The birth of offset took place in the 18th century with the invention of lithography, a new printing technique. The son of a Royal Theatre actor, Alois Senefelder studied the law imposed on him by his father. However, with his death, Alois interrupted his studies and, wanting to enter adult life, followed in his footsteps and became an actor. Soon it turned out that he was miserable actor, but a wonderful screenwriter. Despite the fact that he did not publish much work, he gained an audience.
Due to the high printing costs, the sale of his works was paltry. In order to speed up the publication of materials, he was often in the printing house. Over time, he said, printing is no philosophy. He gein copper plates which he then began to engraver. This work was not the easiest and required the image to be made on the plate in such a way that it was a mirror image of the intended effect. One day, his mother asked him for a laundry list. Alois, without a pen at hand, wrote it down with soot mixed with soap and wax on the stone. Suddenly, he noticed that places covered with a mysterious substance do not absorb water, but paint sticks to them
After this event, Alois made drawings on the stone, moistening the surfaces of the plate with water and applying paint. And so the matrix was created. Senefeldr’s other successful experiment was to transfer the drawing from paper to limestone. The result was the ability to make drawings right legibly, the ability to resume order and accurately copy the same work on a single plate. Alois became the father of lithography and patented his invention.

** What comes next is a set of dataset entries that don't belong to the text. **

//! vvplay Core - Foundation types for volumetric playback
//!
//! This crate provides the types shared by every other vvplay crate:
//! - Content description and frame path conventions (ContentDescriptor)
//! - Decoded point-cloud frames (Frame)
//! - Object placement (Transform)
//! - Player tuning (PlayerConfig)

pub mod config;
pub mod content;
pub mod error;
pub mod frame;
pub mod geometry;

pub use config::PlayerConfig;
pub use content::ContentDescriptor;
pub use error::{Result, VvError};
pub use frame::{Frame, FrameOrigin};
pub use geometry::Transform;

/// Default experiment setup.
pub mod defaults {
    /// Clip played when nothing else is configured.
    pub const CONTENT_NAME: &str = "longdress";

    /// Highest quality tier shipped with the captured clips.
    pub const QUALITY_TIER: u32 = 5;

    /// Inclusive frame range of the captured clips.
    pub const START_FRAME: u32 = 0;
    pub const LAST_FRAME: u32 = 299;

    /// Capture rate of the clips.
    pub const SOURCE_FPS: u32 = 30;

    /// Directory holding `{name}/representation{tier}/` trees.
    pub const ROOT_PATH: &str = "assets/pointcloud";
}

Lithography initially spread rapidly, but had a serious drawback. It did not allow fast printing due to flat stone slabs. Lithography slowly gave way to typography where the printing plate received a new cylinder shape. The new plates were made of zinc and aluminium. They were put on a special cylinder and thus transferred to paper. The disadvantage of this solution was the direct contact of the board with paper. As a result, the drawing on the board quickly clashed. This printing model has never spread.
An American paper manufacturer, printed it by accident with rubber. By inattention, the employee did not put the paper under the rubber, as a result of this, after re-printing the paint on the rubber, it turned out that the drawing carried by the rubber is clearer and cleaner. These were the beginnings of moving work through rubber to paper. Indirect printing helped to extend the life of the plates and gave rise to a new technique – Offset Printing.
The photograph used in the lithography made the appropriate glass plates invented, through which rasterized film was obtained when taking the photo. Color photography started offset printing in color using process inks. Offset printing Kraków – the production of presensibilized offset plates on an industrial scale opened the door to the path of development of offset printing.